ASSIGNMENT: Give again the entries below exactly, beginning at the first line and ending at the line with "Message store errors".

[Stored items]

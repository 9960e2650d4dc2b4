//! Domain errors.

use thiserror::Error;

use super::value_object::MessageId;

/// Value object validation errors
#[derive(Debug, Clone, PartialEq, Eq, Error)]
pub enum ValueObjectError {
    #[error("Message content must not be empty")]
    ContentEmpty,

    #[error("Message content is too long ({length} characters, max {max})")]
    ContentTooLong { length: usize, max: usize },

    #[error("Sender name must not be empty")]
    SenderNameEmpty,

    #[error("Sender name is too long ({length} characters, max {max})")]
    SenderNameTooLong { length: usize, max: usize },

    #[error("Invalid message id: '{0}'")]
    InvalidMessageId(String),

    #[error("Invalid timestamp: '{0}'")]
    InvalidTimestamp(String),
}

/// Message store errors
#[derive(Debug, Clone, PartialEq, Eq, Error)]
pub enum RepositoryError {
    #[error("Message '{0}' not found")]
    NotFound(MessageId),

    #[error("Message '{0}' already exists")]
    AlreadyExists(MessageId),
}

/// Broadcast / connection registration errors
#[derive(Debug, Clone, PartialEq, Eq, Error)]
pub enum MessagePushError {
    #[error("Failed to serialize broadcast payload: {0}")]
    Serialization(String),

    #[error("Connection limit of {0} reached")]
    CapacityExceeded(usize),
}
use dengon_server::{
    infrastructure::{
        message_pusher::{ConnectionRegistry, WebSocketMessagePusher},
        repository::InMemoryMessageRepository,
    },
    ui::{ConnectionSettings, Server, ServerConfig, UseCases},
};
use dengon_shared::time::{SystemClock, get_timestamp, rfc3339_to_timestamp};
use futures_util::{SinkExt, StreamExt};
use serde_json::{Value, json};
use tokio::{
    net::{TcpListener, TcpStream},
    sync::oneshot,
    task::JoinHandle,
};
use tokio_tungstenite::{
    MaybeTlsStream, WebSocketStream, connect_async,
    tungstenite::{Error as WsError, Message, protocol::frame::coding::CloseCode},
};

type WsClient = WebSocketStream<MaybeTlsStream<TcpStream>>;

/// How long to wait for a frame that should arrive
const RECV_TIMEOUT: Duration = Duration::from_secs(2);
/// How long to watch for a frame that should not arrive
const SILENCE_WINDOW: Duration = Duration::from_millis(300);

/// Helper struct to manage an in-process server
struct TestServer {
    addr: SocketAddr,
    http: reqwest::Client,
    shutdown: Option<oneshot::Sender<()>>,
    handle: JoinHandle<()>,
}

impl TestServer {
    async fn start() -> Self {
        Self::start_with(ConnectionSettings::default(), None).await
    }

    async fn start_with(settings: ConnectionSettings, max_connections: Option<usize>) -> Self {
        let listener = TcpListener::bind("127.0.0.1:0").await.unwrap();
        let addr = listener.local_addr().unwrap();

        let repository = Arc::new(InMemoryMessageRepository::new());
        let registry = Arc::new(ConnectionRegistry::with_capacity_limit(max_connections));
        let message_pusher = Arc::new(WebSocketMessagePusher::new(registry));
        let usecases = UseCases::new(repository, message_pusher, Arc::new(SystemClock));
        let config = ServerConfig {
            host: addr.ip().to_string(),
            port: addr.port(),
            connection: settings,
        };
        let server = Server::new(config, usecases);

        let (shutdown_tx, shutdown_rx) = oneshot::channel::<()>();
        let handle = tokio::spawn(async move {
            server
                .serve(listener, async {
                    let _ = shutdown_rx.await;
                })
                .await
                .unwrap();
        });

        TestServer {
            addr,
            http: reqwest::Client::new(),
            shutdown: Some(shutdown_tx),
            handle,
        }
    }

    fn url(&self, path: &str) -> String {
        format!("http://{}{}", self.addr, path)
    }

    fn ws_url(&self) -> String {
        format!("ws://{}/ws", self.addr)
    }

    async fn connect(&self) -> WsClient {
        let (ws, _response) = connect_async(self.ws_url()).await.unwrap();
        ws
    }

    async fn connection_count(&self) -> u64 {
        let body: Value = self
            .http
            .get(self.url("/debug/connections"))
            .send()
            .await
            .unwrap()
            .json()
            .await
            .unwrap();
        body["connections"].as_u64().unwrap()
    }

    /// Wait until the registry holds exactly `expected` connections
    async fn wait_for_connections(&self, expected: u64) {
        let deadline = tokio::time::Instant::now() + RECV_TIMEOUT;
        loop {
            let count = self.connection_count().await;
            if count == expected {
                return;
            }
            assert!(
                tokio::time::Instant::now() < deadline,
                "expected {} connections, still {}",
                expected,
                count
            );
            tokio::time::sleep(Duration::from_millis(20)).await;
        }
    }

    async fn create(&self, content: &str, sender_name: &str) -> reqwest::Response {
        self.http
            .post(self.url("/messages"))
            .json(&json!({ "content": content, "senderName": sender_name }))
            .send()
            .await
            .unwrap()
    }

    async fn list(&self) -> Vec<Value> {
        self.http
            .get(self.url("/messages"))
            .send()
            .await
            .unwrap()
            .json()
            .await
            .unwrap()
    }

    async fn stop(mut self) {
        if let Some(tx) = self.shutdown.take() {
            let _ = tx.send(());
        }
        tokio::time::timeout(Duration::from_secs(5), self.handle)
            .await
            .expect("server did not stop")
            .unwrap();
    }
}

/// Next text frame, skipping keep-alive frames
async fn next_text(ws: &mut WsClient) -> Value {
    loop {
        let msg = tokio::time::timeout(RECV_TIMEOUT, ws.next())
            .await
            .expect("timed out waiting for a frame")
            .expect("stream ended")
            .expect("websocket error");
        match msg {
            Message::Text(text) => return serde_json::from_str(text.as_str()).unwrap(),
            Message::Ping(_) | Message::Pong(_) => continue,
            other => panic!("unexpected frame: {:?}", other),
        }
    }
}

/// Assert that no text frame arrives within the silence window
async fn assert_no_text(ws: &mut WsClient) {
    let deadline = tokio::time::Instant::now() + SILENCE_WINDOW;
    loop {
        match tokio::time::timeout_at(deadline, ws.next()).await {
            Err(_) => return,
            Ok(Some(Ok(Message::Ping(_) | Message::Pong(_)))) => continue,
            Ok(other) => panic!("expected no frame, got {:?}", other),
        }
    }
}

#[tokio::test]
async fn test_two_clients_receive_created_event() {
    // テスト項目: 2 つのクライアントが同じ Created フレームを一回ずつ受け取る
    // given (前提条件):
    let server = TestServer::start().await;
    let mut client_a = server.connect().await;
    let mut client_b = server.connect().await;
    server.wait_for_connections(2).await;

    // when (操作):
    let response = server.create("hi", "ann").await;

    // then (期待する結果):
    assert_eq!(response.status(), 200);
    let created: Value = response.json().await.unwrap();
    let frame_a = next_text(&mut client_a).await;
    let frame_b = next_text(&mut client_b).await;
    assert_eq!(frame_a, frame_b);
    assert_eq!(frame_a["type"], "Created");
    assert_eq!(frame_a["message"], created);
    assert_eq!(frame_a["message"]["content"], "hi");
    assert_eq!(frame_a["message"]["senderName"], "ann");
    assert_no_text(&mut client_a).await;
    assert_no_text(&mut client_b).await;

    server.stop().await;
}

#[tokio::test]
async fn test_closed_client_is_removed_and_post_still_succeeds() {
    // テスト項目: 切断したクライアントは Registry から外れ、その後の POST はエラーにならない
    // given (前提条件):
    let server = TestServer::start().await;
    let mut client_a = server.connect().await;
    server.wait_for_connections(1).await;

    // when (操作):
    client_a.close(None).await.unwrap();
    server.wait_for_connections(0).await;
    let response = server.create("after close", "ann").await;

    // then (期待する結果):
    assert_eq!(response.status(), 200);
    assert_eq!(server.connection_count().await, 0);
    assert_eq!(server.list().await.len(), 1);

    server.stop().await;
}

#[tokio::test]
async fn test_dropped_tcp_connection_is_removed() {
    // テスト項目: close フレームなしで TCP が切れた接続も Registry から外れる
    // given (前提条件):
    let server = TestServer::start().await;
    let client = server.connect().await;
    server.wait_for_connections(1).await;

    // when (操作):
    drop(client);

    // then (期待する結果):
    server.wait_for_connections(0).await;
    assert_eq!(server.create("hi", "ann").await.status(), 200);

    server.stop().await;
}

#[tokio::test]
async fn test_edit_unknown_message_returns_not_found_without_broadcast() {
    // テスト項目: 存在しない ID の PUT は 404 となり、どのクライアントにもフレームが届かない
    // given (前提条件):
    let server = TestServer::start().await;
    let mut client = server.connect().await;
    server.wait_for_connections(1).await;
    let unknown = uuid_like();

    // when (操作):
    let response = server
        .http
        .put(server.url(&format!("/messages/{}", unknown)))
        .json(&json!({ "content": "edited" }))
        .send()
        .await
        .unwrap();

    // then (期待する結果):
    assert_eq!(response.status(), 404);
    let body: Value = response.json().await.unwrap();
    assert_eq!(body["message"], "Message not found");
    assert_no_text(&mut client).await;

    server.stop().await;
}

#[tokio::test]
async fn test_delete_unknown_message_returns_not_found() {
    // テスト項目: 存在しない ID の DELETE は 404 となり、ブロードキャストされない
    // given (前提条件):
    let server = TestServer::start().await;
    let mut client = server.connect().await;
    server.wait_for_connections(1).await;

    // when (操作):
    let response = server
        .http
        .delete(server.url(&format!("/messages/{}", uuid_like())))
        .send()
        .await
        .unwrap();

    // then (期待する結果):
    assert_eq!(response.status(), 404);
    assert_no_text(&mut client).await;

    server.stop().await;
}
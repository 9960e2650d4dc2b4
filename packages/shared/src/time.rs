//! Time-related utilities with clock abstraction for testability.
//!
//! Timestamps are Unix epoch milliseconds internally and RFC 3339 (UTC,
//! millisecond precision) on the wire.

use chrono::{DateTime, SecondsFormat, Utc};

/// Clock trait for dependency injection and testing
pub trait Clock: Send + Sync {
    /// Get current Unix timestamp (milliseconds)
    fn now_millis(&self) -> i64;
}

/// System clock implementation (uses actual system time)
#[derive(Debug, Clone, Copy)]
pub struct SystemClock;

impl Clock for SystemClock {
    fn now_millis(&self) -> i64 {
        get_timestamp()
    }
}

/// Fixed clock implementation for testing (returns a fixed time)
#[derive(Debug, Clone, Copy)]
pub struct FixedClock {
    fixed_time: i64,
}

impl FixedClock {
    /// Create a new fixed clock with the given timestamp
    pub fn new(fixed_time_millis: i64) -> Self {
        Self {
            fixed_time: fixed_time_millis,
        }
    }
}

impl Clock for FixedClock {
    fn now_millis(&self) -> i64 {
        self.fixed_time
    }
}

/// Get current Unix timestamp (milliseconds)
pub fn get_timestamp() -> i64 {
    Utc::now().timestamp_millis()
}

/// Convert Unix timestamp (milliseconds) to RFC 3339 format in UTC.
///
/// Returns `None` when the timestamp is outside chrono's representable range.
pub fn timestamp_to_rfc3339(timestamp_millis: i64) -> Option<String> {
    DateTime::<Utc>::from_timestamp_millis(timestamp_millis)
        .map(|dt| dt.to_rfc3339_opts(SecondsFormat::Millis, true))
}

/// Parse an RFC 3339 string into a Unix timestamp (milliseconds).
pub fn rfc3339_to_timestamp(value: &str) -> Option<i64> {
    DateTime::parse_from_rfc3339(value)
        .ok()
        .map(|dt| dt.timestamp_millis())
}
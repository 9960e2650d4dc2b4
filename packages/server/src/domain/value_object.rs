//! Value objects for the message board domain.

use std::fmt;

use uuid::Uuid;

use super::error::ValueObjectError;

/// メッセージ本文の最大文字数
pub const MAX_CONTENT_LENGTH: usize = 1000;

/// 送信者名の最大文字数
pub const MAX_SENDER_NAME_LENGTH: usize = 64;

/// Message identifier (UUID v4, assigned at creation)
#[derive(Debug, Clone, Copy, PartialEq, Eq, Hash)]
pub struct MessageId(Uuid);

impl MessageId {
    /// Generate a fresh random identifier
    pub fn generate() -> Self {
        Self(Uuid::new_v4())
    }

    pub fn from_uuid(uuid: Uuid) -> Self {
        Self(uuid)
    }

    pub fn as_uuid(&self) -> &Uuid {
        &self.0
    }
}

impl fmt::Display for MessageId {
    fn fmt(&self, f: &mut fmt::Formatter<'_>) -> fmt::Result {
        self.0.fmt(f)
    }
}

impl TryFrom<&str> for MessageId {
    type Error = ValueObjectError;

    fn try_from(value: &str) -> Result<Self, Self::Error> {
        Uuid::parse_str(value)
            .map(Self)
            .map_err(|_| ValueObjectError::InvalidMessageId(value.to_string()))
    }
}

/// Identifier of one accepted WebSocket connection
///
/// 接続ごとに新しい ID が払い出されるため、同一クライアントの再接続でも別の ID になる。
#[derive(Debug, Clone, Copy, PartialEq, Eq, Hash)]
pub struct ConnectionId(Uuid);

impl ConnectionId {
    pub fn generate() -> Self {
        Self(Uuid::new_v4())
    }
}

impl fmt::Display for ConnectionId {
    fn fmt(&self, f: &mut fmt::Formatter<'_>) -> fmt::Result {
        self.0.fmt(f)
    }
}

/// Message body
///
/// Must be non-blank and at most [`MAX_CONTENT_LENGTH`] characters.
#[derive(Debug, Clone, PartialEq, Eq)]
pub struct MessageContent(String);

impl MessageContent {
    pub fn new(value: String) -> Result<Self, ValueObjectError> {
        if value.trim().is_empty() {
            return Err(ValueObjectError::ContentEmpty);
        }
        let length = value.chars().count();
        if length > MAX_CONTENT_LENGTH {
            return Err(ValueObjectError::ContentTooLong {
                length,
                max: MAX_CONTENT_LENGTH,
            });
        }
        Ok(Self(value))
    }

    pub fn as_str(&self) -> &str {
        &self.0
    }

    pub fn into_string(self) -> String {
        self.0
    }
}

impl TryFrom<String> for MessageContent {
    type Error = ValueObjectError;

    fn try_from(value: String) -> Result<Self, Self::Error> {
        Self::new(value)
    }
}

/// Display name of the message author
#[derive(Debug, Clone, PartialEq, Eq)]
pub struct SenderName(String);

impl SenderName {
    pub fn new(value: String) -> Result<Self, ValueObjectError> {
        let trimmed = value.trim();
        if trimmed.is_empty() {
            return Err(ValueObjectError::SenderNameEmpty);
        }
        let length = trimmed.chars().count();
        if length > MAX_SENDER_NAME_LENGTH {
            return Err(ValueObjectError::SenderNameTooLong {
                length,
                max: MAX_SENDER_NAME_LENGTH,
            });
        }
        Ok(Self(trimmed.to_string()))
    }

    pub fn as_str(&self) -> &str {
        &self.0
    }

    pub fn into_string(self) -> String {
        self.0
    }
}

impl TryFrom<String> for SenderName {
    type Error = ValueObjectError;

    fn try_from(value: String) -> Result<Self, Self::Error> {
        Self::new(value)
    }
}

/// Unix timestamp in milliseconds
#[derive(Debug, Clone, Copy, PartialEq, Eq, PartialOrd, Ord)]
pub struct Timestamp(i64);

impl Timestamp {
    pub fn new(value: i64) -> Self {
        Self(value)
    }

    pub fn value(&self) -> i64 {
        self.0
    }
}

OUTPUT FOR THIS TASK:
repository 9960e2650d4dc2b4
//! Domain errors.

use thiserror::Error;

use super::value_object::MessageId;

/// Value object validation errors
#[derive(Debug, Clone, PartialEq, Eq, Error)]
pub enum ValueObjectError {
    #[error("Message content must not be empty")]
    ContentEmpty,

    #[error("Message content is too long ({length} characters, max {max})")]
    ContentTooLong { length: usize, max: usize },

    #[error("Sender name must not be empty")]
    SenderNameEmpty,

    #[error("Sender name is too long ({length} characters, max {max})")]
    SenderNameTooLong { length: usize, max: usize },

    #[error("Invalid message id: '{0}'")]
    InvalidMessageId(String),

    #[error("Invalid timestamp: '{0}'")]
    InvalidTimestamp(String),
}

/// Message store errors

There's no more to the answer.